-- TASK TO COMPLETE --
Please tally the lines below that contain the string "durable" and reply with that figure only.

##### MATERIAL TO PROCESS

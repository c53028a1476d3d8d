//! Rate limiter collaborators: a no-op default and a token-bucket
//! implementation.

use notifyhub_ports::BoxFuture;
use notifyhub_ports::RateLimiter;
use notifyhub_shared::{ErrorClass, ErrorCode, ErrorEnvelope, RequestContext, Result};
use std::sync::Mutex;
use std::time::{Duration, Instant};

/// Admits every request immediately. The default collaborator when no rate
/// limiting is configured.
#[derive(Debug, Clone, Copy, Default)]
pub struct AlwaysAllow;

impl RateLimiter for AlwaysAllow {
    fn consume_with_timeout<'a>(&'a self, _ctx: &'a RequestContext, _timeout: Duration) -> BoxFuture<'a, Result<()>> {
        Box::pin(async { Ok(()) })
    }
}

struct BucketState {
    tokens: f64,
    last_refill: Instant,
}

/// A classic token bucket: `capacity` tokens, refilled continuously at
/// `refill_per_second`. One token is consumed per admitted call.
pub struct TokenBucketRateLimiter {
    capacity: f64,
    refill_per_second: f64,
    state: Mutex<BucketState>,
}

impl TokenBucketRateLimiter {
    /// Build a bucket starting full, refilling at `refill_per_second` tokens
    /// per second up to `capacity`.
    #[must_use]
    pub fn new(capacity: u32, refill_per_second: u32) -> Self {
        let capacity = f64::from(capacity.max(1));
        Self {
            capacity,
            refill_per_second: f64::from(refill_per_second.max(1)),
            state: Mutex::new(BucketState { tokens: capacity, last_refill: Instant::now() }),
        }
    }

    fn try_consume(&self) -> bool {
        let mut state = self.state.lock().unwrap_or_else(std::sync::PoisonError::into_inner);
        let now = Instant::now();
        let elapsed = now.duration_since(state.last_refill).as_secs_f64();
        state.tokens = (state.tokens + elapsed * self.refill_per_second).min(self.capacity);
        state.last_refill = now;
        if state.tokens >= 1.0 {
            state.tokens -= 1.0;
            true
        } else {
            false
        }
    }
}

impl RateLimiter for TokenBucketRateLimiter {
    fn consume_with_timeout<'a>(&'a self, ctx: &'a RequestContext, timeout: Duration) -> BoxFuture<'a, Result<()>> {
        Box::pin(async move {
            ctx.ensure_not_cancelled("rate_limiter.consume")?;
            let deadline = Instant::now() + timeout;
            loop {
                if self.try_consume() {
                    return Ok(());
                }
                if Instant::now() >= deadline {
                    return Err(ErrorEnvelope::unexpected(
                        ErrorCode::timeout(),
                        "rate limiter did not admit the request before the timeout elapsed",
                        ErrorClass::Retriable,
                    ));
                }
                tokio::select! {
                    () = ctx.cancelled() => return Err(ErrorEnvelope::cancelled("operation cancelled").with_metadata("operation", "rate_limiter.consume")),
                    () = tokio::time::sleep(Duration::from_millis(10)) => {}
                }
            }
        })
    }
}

##########
##### MATERIAL TO PROCESS

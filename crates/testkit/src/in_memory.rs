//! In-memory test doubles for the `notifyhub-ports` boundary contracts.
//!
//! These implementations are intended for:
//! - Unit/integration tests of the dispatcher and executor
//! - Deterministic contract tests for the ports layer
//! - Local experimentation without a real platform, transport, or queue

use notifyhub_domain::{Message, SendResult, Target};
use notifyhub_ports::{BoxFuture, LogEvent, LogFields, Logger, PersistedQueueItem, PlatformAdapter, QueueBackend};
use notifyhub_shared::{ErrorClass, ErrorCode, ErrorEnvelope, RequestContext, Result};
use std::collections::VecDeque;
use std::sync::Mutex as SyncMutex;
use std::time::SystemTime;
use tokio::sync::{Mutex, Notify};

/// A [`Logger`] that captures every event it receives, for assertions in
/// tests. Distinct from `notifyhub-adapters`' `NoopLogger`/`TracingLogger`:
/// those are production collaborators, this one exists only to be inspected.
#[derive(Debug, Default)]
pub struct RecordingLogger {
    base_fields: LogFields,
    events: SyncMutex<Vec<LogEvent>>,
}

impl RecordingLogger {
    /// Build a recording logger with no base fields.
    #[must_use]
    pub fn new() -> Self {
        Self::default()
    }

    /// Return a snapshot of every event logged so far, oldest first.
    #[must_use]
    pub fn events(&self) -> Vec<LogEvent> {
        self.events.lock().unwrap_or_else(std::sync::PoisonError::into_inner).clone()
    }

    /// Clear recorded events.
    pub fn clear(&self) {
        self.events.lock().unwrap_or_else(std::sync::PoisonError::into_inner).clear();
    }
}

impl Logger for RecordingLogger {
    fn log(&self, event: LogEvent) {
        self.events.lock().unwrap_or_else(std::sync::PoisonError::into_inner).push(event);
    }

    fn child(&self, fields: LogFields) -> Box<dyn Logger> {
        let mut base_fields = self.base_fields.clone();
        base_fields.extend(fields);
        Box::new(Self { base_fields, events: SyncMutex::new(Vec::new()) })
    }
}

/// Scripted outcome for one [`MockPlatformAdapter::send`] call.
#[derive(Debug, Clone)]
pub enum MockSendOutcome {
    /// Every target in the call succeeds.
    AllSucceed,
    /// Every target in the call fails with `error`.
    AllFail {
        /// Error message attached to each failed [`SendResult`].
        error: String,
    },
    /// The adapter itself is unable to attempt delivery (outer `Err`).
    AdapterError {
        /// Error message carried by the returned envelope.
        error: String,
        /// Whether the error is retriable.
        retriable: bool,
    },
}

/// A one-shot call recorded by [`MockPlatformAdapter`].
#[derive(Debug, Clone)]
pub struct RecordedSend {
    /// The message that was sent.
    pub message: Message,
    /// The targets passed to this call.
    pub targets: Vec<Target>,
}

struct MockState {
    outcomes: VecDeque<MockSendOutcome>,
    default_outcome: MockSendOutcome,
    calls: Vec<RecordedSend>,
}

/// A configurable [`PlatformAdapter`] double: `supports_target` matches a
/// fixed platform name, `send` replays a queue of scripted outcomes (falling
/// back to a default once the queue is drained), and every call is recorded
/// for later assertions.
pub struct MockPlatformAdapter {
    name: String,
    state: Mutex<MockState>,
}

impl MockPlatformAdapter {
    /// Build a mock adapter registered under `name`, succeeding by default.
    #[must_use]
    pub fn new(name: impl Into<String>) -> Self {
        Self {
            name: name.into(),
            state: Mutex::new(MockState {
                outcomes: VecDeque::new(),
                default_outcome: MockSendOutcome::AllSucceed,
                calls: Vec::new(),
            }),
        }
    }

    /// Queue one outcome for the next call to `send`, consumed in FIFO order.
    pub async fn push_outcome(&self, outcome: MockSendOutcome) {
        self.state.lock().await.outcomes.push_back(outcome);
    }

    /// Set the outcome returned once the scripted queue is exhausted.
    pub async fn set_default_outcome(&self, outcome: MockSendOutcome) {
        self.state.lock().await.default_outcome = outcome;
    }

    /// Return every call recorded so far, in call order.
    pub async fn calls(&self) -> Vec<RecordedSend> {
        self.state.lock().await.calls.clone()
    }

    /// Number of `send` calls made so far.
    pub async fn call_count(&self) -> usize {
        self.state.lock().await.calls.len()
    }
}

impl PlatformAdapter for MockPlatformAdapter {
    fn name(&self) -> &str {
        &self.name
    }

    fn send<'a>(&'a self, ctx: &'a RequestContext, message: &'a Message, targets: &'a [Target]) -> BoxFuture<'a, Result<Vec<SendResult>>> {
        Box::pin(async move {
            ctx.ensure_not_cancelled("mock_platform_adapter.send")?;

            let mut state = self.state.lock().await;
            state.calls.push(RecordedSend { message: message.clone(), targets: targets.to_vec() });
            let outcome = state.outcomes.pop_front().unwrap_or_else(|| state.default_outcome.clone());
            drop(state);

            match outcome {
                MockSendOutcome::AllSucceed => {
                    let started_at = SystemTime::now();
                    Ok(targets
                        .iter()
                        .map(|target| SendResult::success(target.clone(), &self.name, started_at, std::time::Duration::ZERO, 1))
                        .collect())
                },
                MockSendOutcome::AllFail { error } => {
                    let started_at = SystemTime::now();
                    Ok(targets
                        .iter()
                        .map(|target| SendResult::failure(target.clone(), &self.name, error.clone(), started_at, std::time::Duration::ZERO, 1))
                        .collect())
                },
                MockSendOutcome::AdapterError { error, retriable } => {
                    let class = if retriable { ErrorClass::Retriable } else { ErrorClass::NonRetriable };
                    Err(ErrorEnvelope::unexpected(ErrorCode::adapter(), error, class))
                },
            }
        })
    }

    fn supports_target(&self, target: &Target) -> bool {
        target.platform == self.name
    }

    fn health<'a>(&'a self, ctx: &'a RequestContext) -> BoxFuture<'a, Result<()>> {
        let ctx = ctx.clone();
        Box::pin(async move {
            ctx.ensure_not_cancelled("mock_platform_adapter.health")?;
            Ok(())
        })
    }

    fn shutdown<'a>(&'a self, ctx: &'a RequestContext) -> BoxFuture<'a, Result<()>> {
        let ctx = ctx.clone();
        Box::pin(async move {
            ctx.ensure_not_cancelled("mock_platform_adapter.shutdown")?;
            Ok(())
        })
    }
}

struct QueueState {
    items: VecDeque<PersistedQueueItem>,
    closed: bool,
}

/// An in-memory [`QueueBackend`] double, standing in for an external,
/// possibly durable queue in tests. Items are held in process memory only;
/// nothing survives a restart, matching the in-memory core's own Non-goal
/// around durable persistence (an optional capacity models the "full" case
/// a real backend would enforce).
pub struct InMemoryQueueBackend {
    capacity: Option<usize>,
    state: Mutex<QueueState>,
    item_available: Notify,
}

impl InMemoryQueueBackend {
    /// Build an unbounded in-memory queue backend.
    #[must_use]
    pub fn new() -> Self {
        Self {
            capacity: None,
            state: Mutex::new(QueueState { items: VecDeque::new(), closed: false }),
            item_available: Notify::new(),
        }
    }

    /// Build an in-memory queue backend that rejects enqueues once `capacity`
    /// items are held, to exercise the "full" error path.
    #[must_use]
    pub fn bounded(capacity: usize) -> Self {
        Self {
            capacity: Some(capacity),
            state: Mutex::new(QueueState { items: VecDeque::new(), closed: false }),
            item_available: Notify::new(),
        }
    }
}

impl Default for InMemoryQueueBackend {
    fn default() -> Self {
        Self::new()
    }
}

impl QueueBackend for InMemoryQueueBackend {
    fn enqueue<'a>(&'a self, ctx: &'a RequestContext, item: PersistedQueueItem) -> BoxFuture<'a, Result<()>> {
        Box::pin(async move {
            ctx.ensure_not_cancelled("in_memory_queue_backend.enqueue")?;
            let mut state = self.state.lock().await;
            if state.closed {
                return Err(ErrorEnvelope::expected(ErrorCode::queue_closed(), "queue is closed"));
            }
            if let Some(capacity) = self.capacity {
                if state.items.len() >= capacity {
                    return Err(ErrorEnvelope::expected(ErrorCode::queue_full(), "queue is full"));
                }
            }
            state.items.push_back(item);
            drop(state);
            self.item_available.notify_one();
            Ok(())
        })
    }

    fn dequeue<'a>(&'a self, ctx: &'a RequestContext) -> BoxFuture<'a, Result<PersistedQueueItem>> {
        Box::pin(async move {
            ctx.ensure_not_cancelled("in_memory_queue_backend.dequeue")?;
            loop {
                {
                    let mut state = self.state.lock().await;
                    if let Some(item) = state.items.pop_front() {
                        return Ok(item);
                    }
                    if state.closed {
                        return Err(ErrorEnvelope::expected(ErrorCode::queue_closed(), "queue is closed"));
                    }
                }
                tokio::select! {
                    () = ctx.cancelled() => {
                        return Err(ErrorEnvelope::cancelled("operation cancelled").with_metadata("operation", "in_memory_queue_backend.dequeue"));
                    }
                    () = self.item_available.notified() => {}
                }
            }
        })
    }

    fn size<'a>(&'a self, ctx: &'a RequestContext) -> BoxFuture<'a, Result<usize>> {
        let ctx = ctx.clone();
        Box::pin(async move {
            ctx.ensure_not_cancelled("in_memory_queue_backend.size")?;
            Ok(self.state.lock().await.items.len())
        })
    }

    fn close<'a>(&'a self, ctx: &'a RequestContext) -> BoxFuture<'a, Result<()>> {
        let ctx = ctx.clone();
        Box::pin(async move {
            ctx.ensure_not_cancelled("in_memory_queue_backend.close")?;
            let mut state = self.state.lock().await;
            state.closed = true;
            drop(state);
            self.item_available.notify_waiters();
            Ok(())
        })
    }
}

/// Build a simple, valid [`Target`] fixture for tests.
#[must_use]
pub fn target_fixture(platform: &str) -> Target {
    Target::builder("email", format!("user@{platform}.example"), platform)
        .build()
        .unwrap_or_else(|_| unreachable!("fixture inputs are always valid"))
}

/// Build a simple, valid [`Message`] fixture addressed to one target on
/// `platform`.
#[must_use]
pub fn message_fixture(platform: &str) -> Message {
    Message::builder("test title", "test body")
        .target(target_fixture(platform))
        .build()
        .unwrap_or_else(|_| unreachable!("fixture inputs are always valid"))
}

##########
##### MATERIAL TO PROCESS

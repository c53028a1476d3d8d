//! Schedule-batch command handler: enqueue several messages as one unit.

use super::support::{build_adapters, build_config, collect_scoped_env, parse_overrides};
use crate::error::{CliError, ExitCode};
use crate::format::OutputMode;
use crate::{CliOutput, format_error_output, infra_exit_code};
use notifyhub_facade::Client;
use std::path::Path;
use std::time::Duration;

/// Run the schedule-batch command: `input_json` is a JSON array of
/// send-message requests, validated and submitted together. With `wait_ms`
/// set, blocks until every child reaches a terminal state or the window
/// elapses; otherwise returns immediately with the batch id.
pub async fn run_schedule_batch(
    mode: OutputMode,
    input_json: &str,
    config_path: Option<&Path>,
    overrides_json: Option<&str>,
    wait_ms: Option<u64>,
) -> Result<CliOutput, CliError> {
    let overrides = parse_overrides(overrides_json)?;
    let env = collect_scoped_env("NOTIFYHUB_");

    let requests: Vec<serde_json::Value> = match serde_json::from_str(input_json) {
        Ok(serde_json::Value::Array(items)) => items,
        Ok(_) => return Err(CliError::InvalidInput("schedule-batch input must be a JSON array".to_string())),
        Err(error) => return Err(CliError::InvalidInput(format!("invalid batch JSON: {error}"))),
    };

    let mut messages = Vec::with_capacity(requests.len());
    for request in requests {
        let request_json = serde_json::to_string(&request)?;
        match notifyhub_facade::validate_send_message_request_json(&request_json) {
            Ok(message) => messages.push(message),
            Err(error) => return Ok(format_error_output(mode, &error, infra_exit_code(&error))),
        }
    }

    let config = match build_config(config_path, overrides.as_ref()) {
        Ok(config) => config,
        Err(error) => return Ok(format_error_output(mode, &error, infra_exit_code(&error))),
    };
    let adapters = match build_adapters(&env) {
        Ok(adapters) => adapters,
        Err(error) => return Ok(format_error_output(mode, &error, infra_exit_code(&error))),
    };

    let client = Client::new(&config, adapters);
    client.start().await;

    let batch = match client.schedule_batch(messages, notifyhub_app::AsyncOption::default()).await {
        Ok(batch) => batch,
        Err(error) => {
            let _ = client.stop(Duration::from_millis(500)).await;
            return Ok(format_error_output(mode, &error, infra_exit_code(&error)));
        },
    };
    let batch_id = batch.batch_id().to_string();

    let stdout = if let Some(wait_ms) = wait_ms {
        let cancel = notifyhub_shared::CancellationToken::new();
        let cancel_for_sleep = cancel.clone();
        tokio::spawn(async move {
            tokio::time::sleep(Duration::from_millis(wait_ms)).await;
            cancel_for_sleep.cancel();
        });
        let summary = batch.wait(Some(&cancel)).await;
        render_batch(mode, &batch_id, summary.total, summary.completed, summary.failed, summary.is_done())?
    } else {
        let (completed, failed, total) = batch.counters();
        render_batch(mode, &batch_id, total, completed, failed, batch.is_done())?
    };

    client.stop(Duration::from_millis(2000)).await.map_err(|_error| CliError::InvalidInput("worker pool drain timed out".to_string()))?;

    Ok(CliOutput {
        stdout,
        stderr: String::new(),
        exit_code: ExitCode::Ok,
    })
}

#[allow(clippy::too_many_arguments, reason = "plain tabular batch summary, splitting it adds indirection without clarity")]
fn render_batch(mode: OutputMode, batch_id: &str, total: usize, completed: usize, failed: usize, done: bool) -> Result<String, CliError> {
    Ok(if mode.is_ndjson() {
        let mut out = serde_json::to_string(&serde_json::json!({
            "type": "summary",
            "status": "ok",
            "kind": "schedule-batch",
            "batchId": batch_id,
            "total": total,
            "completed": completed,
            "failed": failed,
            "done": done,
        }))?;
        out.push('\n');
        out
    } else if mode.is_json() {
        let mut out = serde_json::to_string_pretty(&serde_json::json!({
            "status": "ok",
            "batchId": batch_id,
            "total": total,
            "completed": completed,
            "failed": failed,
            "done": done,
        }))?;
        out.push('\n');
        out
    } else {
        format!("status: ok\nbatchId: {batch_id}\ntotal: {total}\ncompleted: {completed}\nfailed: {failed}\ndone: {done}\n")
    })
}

##########

-- THE COMPLETED TASK --
2